After an 80-day extension costing taxpayers well over $1 million, the North Carolina House and Senate chambers have finally reached a tentative budget agreement for the price of roughly $22 billion – a fiscally conservative budget considering that spending increased by 3.1 percent which equates to less than the combined growth of population and inflation. For overall budget highlights, you can peruse what my JLF colleagues have to say about it here, here, and here.

Some items of interest in the HHS portion:

Price transparency

State lawmakers began to push for more price transparency when it passed the Health Care Cost Reduction and Price Transparency Act in 2013. Unfortunately, this statute has not been enforced as intended.

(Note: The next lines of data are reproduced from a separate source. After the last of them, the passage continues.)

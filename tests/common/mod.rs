// Shared helpers for integration tests.
//
// Recording stand-ins for the transport capabilities, an in-memory log, and
// a temporary base directory, so each scenario can run the full pipeline
// without touching the network.
//
// Used by all integration test binaries that declare `mod common;`.
#![allow(dead_code)]

use std::path::{Path, PathBuf};
use std::sync::{Arc, Mutex};
use std::time::Duration;

use prettylibs_cli::config::RunConfig;
use prettylibs_cli::error::SyncError;
use prettylibs_cli::filter::FilterSpec;
use prettylibs_cli::logging::Log;
use prettylibs_cli::operations::SystemFileSystemOps;
use prettylibs_cli::planner::SyncMode;
use prettylibs_cli::sync::Capabilities;
use prettylibs_cli::transport::{Downloader, Vcs, ZipExtractor};

/// Library table with one current and one deprecated entry. The first is a
/// bare `lib` line; the second shares its line with the table's close.
pub const TABLE: &str = r#"(fp_lib_table
lib (name A)(type Github)(uri ${KIGITHUB}/repoA)(options "")(descr "desc")
  (lib (name Legacy)(type Github)(uri ${KIGITHUB}/repoLegacy)(options "")(descr "deprecated lib")))
"#;

/// Where the stub downloader serves [`TABLE`] from.
pub const TABLE_URL: &str = "https://example.test/fp-lib-table";

/// Every call made to any stub capability, in order.
#[derive(Debug, Default)]
pub struct CallLog(Mutex<Vec<String>>);

impl CallLog {
    pub fn push(&self, call: String) {
        self.0.lock().expect("call log").push(call);
    }

    pub fn calls(&self) -> Vec<String> {
        self.0.lock().expect("call log").clone()
    }
}

/// [`Vcs`] that records calls and creates the clone target directory.
#[derive(Debug)]
pub struct StubGit {
    pub calls: Arc<CallLog>,
}

impl Vcs for StubGit {
    fn clone_repo(&self, url: &str, dest: &Path, _: &dyn Log) -> Result<(), SyncError> {
        self.calls.push(format!("clone {url}"));
        std::fs::create_dir_all(dest).map_err(|e| SyncError::Transport(e.to_string()))
    }

    fn pull(&self, path: &Path, _: &dyn Log) -> Result<(), SyncError> {
        self.calls.push(format!("pull {}", path.display()));
        Ok(())
    }
}

/// [`Downloader`] that serves the table at [`TABLE_URL`] and fixed archive
/// bytes for everything else.
#[derive(Debug)]
pub struct StubHttp {
    pub calls: Arc<CallLog>,
    pub table: Option<String>,
    pub archive: Option<Vec<u8>>,
}

impl Downloader for StubHttp {
    fn fetch(&self, url: &str) -> Result<Vec<u8>, SyncError> {
        if url == TABLE_URL {
            return self
                .table
                .clone()
                .map(String::into_bytes)
                .ok_or_else(|| SyncError::Download(format!("{url}: 404")));
        }
        self.calls.push(format!("fetch {url}"));
        Err(SyncError::Download(format!("{url}: unexpected")))
    }

    fn download(&self, url: &str, dest: &Path, progress: &dyn Fn(u64)) -> Result<u64, SyncError> {
        self.calls.push(format!("download {url}"));
        let bytes = self
            .archive
            .clone()
            .ok_or_else(|| SyncError::Download(format!("{url}: 404")))?;
        std::fs::write(dest, &bytes).map_err(|e| SyncError::Download(e.to_string()))?;
        let len = bytes.len() as u64;
        progress(len);
        Ok(len)
    }
}

/// [`Log`] collecting `level: message` lines.
#[derive(Debug, Default)]
pub struct CapturedLog(Mutex<Vec<String>>);

impl CapturedLog {
    pub fn contains(&self, needle: &str) -> bool {
        self.0
            .lock()
            .expect("log")
            .iter()
            .any(|line| line.contains(needle))
    }

    fn push(&self, level: &str, msg: &str) {
        self.0.lock().expect("log").push(format!("{level}: {msg}"));
    }
}

impl Log for CapturedLog {
    fn stage(&self, msg: &str) {
        self.push("stage", msg);
    }
    fn info(&self, msg: &str) {
        self.push("info", msg);
    }
    fn debug(&self, msg: &str) {
        self.push("debug", msg);
    }
    fn warn(&self, msg: &str) {
        self.push("warn", msg);
    }
    fn error(&self, msg: &str) {
        self.push("error", msg);
    }
    fn progress(&self, _: &str) {}
}

/// A temporary base directory plus the stubs wired to it.
#[derive(Debug)]
pub struct Workspace {
    pub dir: tempfile::TempDir,
    pub calls: Arc<CallLog>,
    pub table: Option<String>,
    pub archive: Option<Vec<u8>>,
}

impl Workspace {
    pub fn new() -> Self {
        Self {
            dir: tempfile::tempdir().expect("temp dir"),
            calls: Arc::new(CallLog::default()),
            table: Some(TABLE.to_string()),
            archive: None,
        }
    }

    pub fn base(&self) -> &Path {
        self.dir.path()
    }

    pub fn path(&self, rel: &str) -> PathBuf {
        self.dir.path().join(rel)
    }

    /// Create `<base>/<rel>` as an existing library directory.
    pub fn with_library(self, rel: &str) -> Self {
        std::fs::create_dir_all(self.path(rel)).expect("create library dir");
        self
    }

    pub fn with_archive(mut self, files: &[(&str, &str)]) -> Self {
        self.archive = Some(zip_bytes(files));
        self
    }

    pub fn without_table(mut self) -> Self {
        self.table = None;
        self
    }

    pub fn config(&self, mode: SyncMode, allow_deprecated: bool) -> RunConfig {
        RunConfig {
            base_dir: self.base().to_path_buf(),
            filter: FilterSpec::new(None, None, allow_deprecated).expect("filter"),
            mode,
            jobs: 1,
            remote_base: "https://github.com/KiCad".to_string(),
            manifest: TABLE_URL.to_string(),
            timeout: None,
            http_timeout: Duration::from_secs(5),
            report_path: None,
        }
    }

    pub fn capabilities(&self) -> Capabilities {
        Capabilities {
            vcs: Arc::new(StubGit {
                calls: Arc::clone(&self.calls),
            }),
            downloader: Arc::new(StubHttp {
                calls: Arc::clone(&self.calls),
                table: self.table.clone(),
                archive: self.archive.clone(),
            }),
            extractor: Arc::new(ZipExtractor),
            fs: Arc::new(SystemFileSystemOps),
        }
    }
}

/// Build an in-memory zip containing `files` as `(name, contents)`.
pub fn zip_bytes(files: &[(&str, &str)]) -> Vec<u8> {
    use std::io::Write as _;
    let mut writer = zip::ZipWriter::new(std::io::Cursor::new(Vec::new()));
    let options = zip::write::SimpleFileOptions::default();
    for (name, contents) in files {
        writer.start_file(*name, options).expect("start zip entry");
        writer.write_all(contents.as_bytes()).expect("write zip entry");
    }
    writer.finish().expect("finish zip").into_inner()
}
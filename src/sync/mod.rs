//! Drives a run: parse, filter, plan, execute, and collect a [`RunReport`].
//!
//! Filtering and duplicate detection happen in one sequential pass over the
//! manifest so that "first entry wins" is decided in manifest order. The
//! actions themselves then run on up to `jobs` workers; the report is
//! re-assembled in manifest order afterwards.
mod cancel;
mod parallel;
mod report;

pub use cancel::CancelToken;
pub use report::{OutcomeCounts, ReportEntry, RunReport};

use std::collections::HashSet;
use std::sync::Arc;

use crate::actions::{ActionExecutor, ActionOutcome};
use crate::config::RunConfig;
use crate::filter::{self, FilterSpec, SkipReason};
use crate::logging::Log;
use crate::manifest::{self, RepositoryDescriptor};
use crate::operations::FileSystemOps;
use crate::planner::{self, Action, SyncMode};
use crate::transport::{Downloader, Extractor, Vcs};

/// External capabilities handed to the orchestrator.
#[derive(Debug, Clone)]
pub struct Capabilities {
    /// Clone and pull.
    pub vcs: Arc<dyn Vcs>,
    /// Snapshot download.
    pub downloader: Arc<dyn Downloader>,
    /// Snapshot extraction.
    pub extractor: Arc<dyn Extractor>,
    /// Local filesystem.
    pub fs: Arc<dyn FileSystemOps>,
}

/// Runs the whole pipeline for one invocation.
#[derive(Debug)]
pub struct SyncOrchestrator {
    mode: SyncMode,
    filter: FilterSpec,
    allow_deprecated: bool,
    jobs: usize,
    executor: ActionExecutor,
    cancel: CancelToken,
}

impl SyncOrchestrator {
    /// Build an orchestrator for `config`.
    #[must_use]
    pub fn new(config: &RunConfig, capabilities: Capabilities, cancel: CancelToken) -> Self {
        let executor = ActionExecutor::new(
            config.base_dir.clone(),
            config.remote_base.clone(),
            capabilities.vcs,
            capabilities.downloader,
            capabilities.extractor,
            capabilities.fs,
        );
        Self {
            mode: config.mode,
            filter: config.filter.clone(),
            allow_deprecated: config.allow_deprecated(),
            jobs: config.jobs,
            executor,
            cancel,
        }
    }

    /// Process every entry of `manifest` and report the outcomes in
    /// manifest order.
    ///
    /// Never fails: per-entry errors are recorded in the report.
    pub fn run(&self, manifest: &str, log: &dyn Log) -> RunReport {
        let mut seen = HashSet::new();
        let gated: Vec<(RepositoryDescriptor, Option<SkipReason>)> = manifest::parse(manifest)
            .map(|descriptor| {
                let gate = self.gate(&descriptor, &mut seen);
                (descriptor, gate)
            })
            .collect();
        log.debug(&format!(
            "{} libraries in table, mode {}, {} job(s)",
            gated.len(),
            self.mode,
            self.jobs
        ));

        let entries = parallel::map_ordered(gated, self.jobs, |(library, gate)| {
            let result = self.process(&library, gate, log);
            ReportEntry { library, result }
        });

        let report = RunReport::new(self.mode, entries);
        let interrupted = report.interrupted();
        if interrupted > 0 {
            log.warn(&format!(
                "Interrupted: {interrupted} libraries were not started"
            ));
        }
        report
    }

    /// Decide in manifest order whether an entry is excluded before any
    /// local state is consulted.
    fn gate(
        &self,
        descriptor: &RepositoryDescriptor,
        seen: &mut HashSet<String>,
    ) -> Option<SkipReason> {
        if self.mode == SyncMode::ListOnly {
            return None;
        }
        if let Err(reason) = filter::evaluate(descriptor, &self.filter, self.allow_deprecated) {
            return Some(reason);
        }
        if !seen.insert(descriptor.relative_path().to_string()) {
            return Some(SkipReason::DuplicatePath);
        }
        None
    }

    fn process(
        &self,
        descriptor: &RepositoryDescriptor,
        gate: Option<SkipReason>,
        log: &dyn Log,
    ) -> ActionOutcome {
        let action = match gate {
            Some(reason) => Action::Skip(reason),
            None if self.cancel.is_cancelled() => Action::Skip(SkipReason::Interrupted),
            None if self.mode == SyncMode::ListOnly => Action::List,
            None => planner::plan(self.mode, self.executor.exists_locally(descriptor)),
        };
        let outcome = self.executor.execute(descriptor, action, log);
        announce(descriptor, &outcome, log);
        outcome
    }
}

/// Report an entry's outcome as soon as it is known.
fn announce(descriptor: &RepositoryDescriptor, outcome: &ActionOutcome, log: &dyn Log) {
    let rel = descriptor.relative_path();
    match outcome {
        ActionOutcome::Succeeded => log.info(&format!("{rel} ok")),
        ActionOutcome::Failed(reason) => log.error(&format!("{rel}: {reason}")),
        ActionOutcome::Skipped(SkipReason::ListOnly) => {}
        ActionOutcome::Skipped(SkipReason::DeprecatedExcluded) => {
            log.info(&format!("{} is deprecated - skipping", descriptor.name()));
        }
        ActionOutcome::Skipped(SkipReason::AlreadyExists) => {
            log.info(&format!("{rel} exists, skipping"));
        }
        ActionOutcome::Skipped(SkipReason::DuplicatePath) => {
            log.warn(&format!(
                "{} uses the same path as an earlier library ({rel}), skipping",
                descriptor.name()
            ));
        }
        ActionOutcome::Skipped(reason) => log.debug(&format!("{rel}: skipped ({reason})")),
    }
}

Nevertheless, lawmakers have reinstated this transparency measure. The language states that the Department of Health and Human Services (DHHS) will post on its website total charges and reimbursement data submitted by hospitals and ambulatory surgery centers (ASCs) for their most popular inpatient, surgical, and imaging services:

Accountability  

Funds totaling $750,000 over the biennium will be dedicated for establishing the Office of  Program Evaluation, Reporting, and Accountability (OPERA). The program will be charged with evaluating whether government programs such as those within the public health sphere effectively quantify service outputs and improve patient health outcomes. OPERA could also justify why expanding Medicaid isn’t necessary if there are existing organizations funded by competitive state grants and federal funds that specifically cater to low-income populations who are uninsured and underinsured.